Managing Our Emotions as We Age
How does emotional growth aid our conscious evolution?
Posted Nov 23, 2016
“All we have to decide is what to do with the time that is given to us. “
J. R. R. Tolkien
A Cherokee Indian Chief was sitting in front of the fire with his oldest son. The boy asked, “What bit of knowledge do you want me to remember?” The Chief replied “Always remember that inside us are two wolves that are continually at war with each other. One wolf is evil and tries to fill us with anger, greed, frustration, envy, hostility and grief. The other is good and fills us with love, compassion, kindness, generosity, patience, self-discipline and restraint.” The son sat quietly for a long time in contemplation and then asked, “Which wolf ultimately wins the struggle?” “The one you feed,” answered the Chief.
For each of us managing our emotions to assist our conscious evolution and successful aging is not compulsory.
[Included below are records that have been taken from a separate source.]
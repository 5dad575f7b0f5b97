//! Notification API.
//!
//! - `POST /api/notifications` - Store a notification and push it live
//! - `GET /api/notifications` - List the caller's notifications
//!
//! The stored copy is authoritative. The live push is best effort: a user who
//! is offline, or whose push fails, sees the notification on the next poll.

use agora_realtime::{NewNotification, Notification, NotificationType, UserId};
use axum::{extract::State, http::StatusCode, routing::get, Json, Router};
use serde::Deserialize;
use tracing::{info, warn};

use crate::api::{ApiError, AppState};
use crate::auth::AuthenticatedUser;

/// Create the notification routes.
pub fn notification_routes() -> Router<AppState> {
    Router::new().route(
        "/api/notifications",
        get(list_notifications).post(create_notification),
    )
}

/// Request to notify a user. The caller becomes the actor.
#[derive(Debug, Deserialize)]
pub struct CreateNotificationRequest {
    pub user_id: UserId,
    pub notification_type: NotificationType,
    #[serde(default)]
    pub reference_id: Option<i64>,
    pub message: String,
}

async fn create_notification(
    State(state): State<AppState>,
    AuthenticatedUser(actor): AuthenticatedUser,
    Json(request): Json<CreateNotificationRequest>,
) -> Result<(StatusCode, Json<Notification>), ApiError> {
    if request.message.trim().is_empty() {
        return Err(ApiError::BadRequest("message must not be empty".into()));
    }

    let mut new = NewNotification::new(request.user_id, request.notification_type, request.message)
        .with_actor(actor.user_id);
    if let Some(reference_id) = request.reference_id {
        new = new.with_reference(reference_id);
    }

    let notification = state.notifications.create(new).await?;
    info!(
        notification_id = notification.id,
        user_id = notification.user_id,
        kind = notification.notification_type.label(),
        "Notification stored"
    );

    if let Err(e) = state
        .notifier
        .notify_user(notification.user_id, notification.live_payload())
        .await
    {
        warn!(user_id = notification.user_id, error = %e, "Live notification push failed");
    }

    Ok((StatusCode::CREATED, Json(notification)))
}

async fn list_notifications(
    State(state): State<AppState>,
    AuthenticatedUser(user): AuthenticatedUser,
) -> Result<Json<Vec<Notification>>, ApiError> {
    Ok(Json(state.notifications.list_for_user(user.user_id).await?))
}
It is the result of a conscious struggle. Nature does not compel our inner personal growth in the same way that our genes compel aspects of our outer physical growth. The evolution of our emotional control is not a mechanical evolution but a sense of conscious and volitional evolution. In some ways managing our emotions requires the elements of virtue: honesty, patience, self-discipline and restraint. And we may need a framework to help us see through the barriers. After all our emotions are an integral part of our operating equipment and we cannot deny them, but we must re-channel, supervise, manage and control them.
We live simultaneously in two worlds: our inner personal world of thoughts and emotions and the outer physical world of the society we live in. The challenge for us is to attain a harmonious relationship between the two. We need to follow appropriate societal protocols, but we must not let the society dictate to us how we should think or live.
Problems occur when our emotions take over the work of our intellect. This is usually evident by the degree of passion or intensity given to an activity, but our primary aim must be to manage our emotions because new knowledge, new understanding and harmony will come through our emotional center and not through our intellect. This disciplining of emotions may be uncomfortable because at certain moments we must choose between work and comfort. Productive inner work and perpetual peace tend to be incompatible. We do not sharpen a knife with a soft stick of butter. The awareness of our need for more emotional control initiates the growth of our consciousness and begins to subordinate our mechanical reactions to various situations. We feel that things are not right, there is more to life than mechanical repetition and we need to change.
Our first step is to be completely honest with ourselves and our self perceptions. One lesson I learned in childhood was to never, ever tell a lie. Putting all the religious and moral arguments aside, as I did not think about them at the time and just had a vague sense that lying was wrong. There was a very practical reason for this: if you are always truthful you have much less to remember because you do not have to keep conflicting stories straight. Later I learned that lying is the tribute that inferiority renders to merit. The truthful person is strengthened by the ability to face facts even if doing so may be unpleasant.
Dealing with Worry, Anxiety, and Feelings of Inadequacy
Worry is to our consciousness as anxiety is to our emotions. It is the incessant “what ifs” with potentially catastrophic consequences that overload our awareness. “What if the airplane crashes?” “What if my business fails?” ”What if my child gets an illness?” Anxiety is the emotion we experience when we are not sure we can handle the future. As opposed to fear there is no immediate external threat in anxiety. There is a delicate distinction between worry and concern that can help illuminate our inner life and assist us in managing our emotions. We need to be concerned for others, but how can we express this without anxiety or loss of sleep? Worry tends to be very “me” centered. We worry over things we have no control over like the weather and we worry about outcomes beyond our control. Things we cannot control confront us with a need to trust in ourselves and let go.
How does worry differ from concern? Concern is more outward looking than worry and is based on some reality that we may be able to control. For concerns we can try to do our best, fully and completely for each and every opportunity.